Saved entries
○ ○ ○ ○ ○
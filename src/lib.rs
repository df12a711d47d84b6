//! prdraft - drafts pull request descriptions from a repository's changes.
//!
//! # Overview
//!
//! prdraft collects the PR diff (GitHub API first, local `git` as fallback),
//! picks a markdown template by user rules or branch/commit keywords, asks a
//! generative-text provider to fill it, and injects identifiers extracted
//! from commit messages and the branch name into the configured sections.

pub mod config;
pub mod error;
pub mod git;
pub mod github;
pub mod llm;
pub mod outputs;
pub mod pipeline;
pub mod rules;
pub mod source;
pub mod template;

// Re-export commonly used types
pub use config::{Config, ProjectPaths, UpdateMode};
pub use error::{ConfigError, GitError, GitHubError, OutputError, PipelineError, ProviderError};
pub use llm::{ContentGenerator, HttpGenerator, Provider};
pub use outputs::ActionOutputs;
pub use pipeline::{Pipeline, RunOutcome};
pub use rules::{Condition, ExtractionRule, RulesFile, SelectionRule, TemplateSelection};
pub use source::{ChangeSource, DiffResult, RepoChanges};
pub use template::{ExtractedInfo, TemplateSelector, TemplateStore};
○ ○ ○ ○ ○
**EXERCISE GOAL**
Which lines above contain "outputs"? Show each of them.

**ANSWER**
pub mod outputs;
pub use outputs::ActionOutputs;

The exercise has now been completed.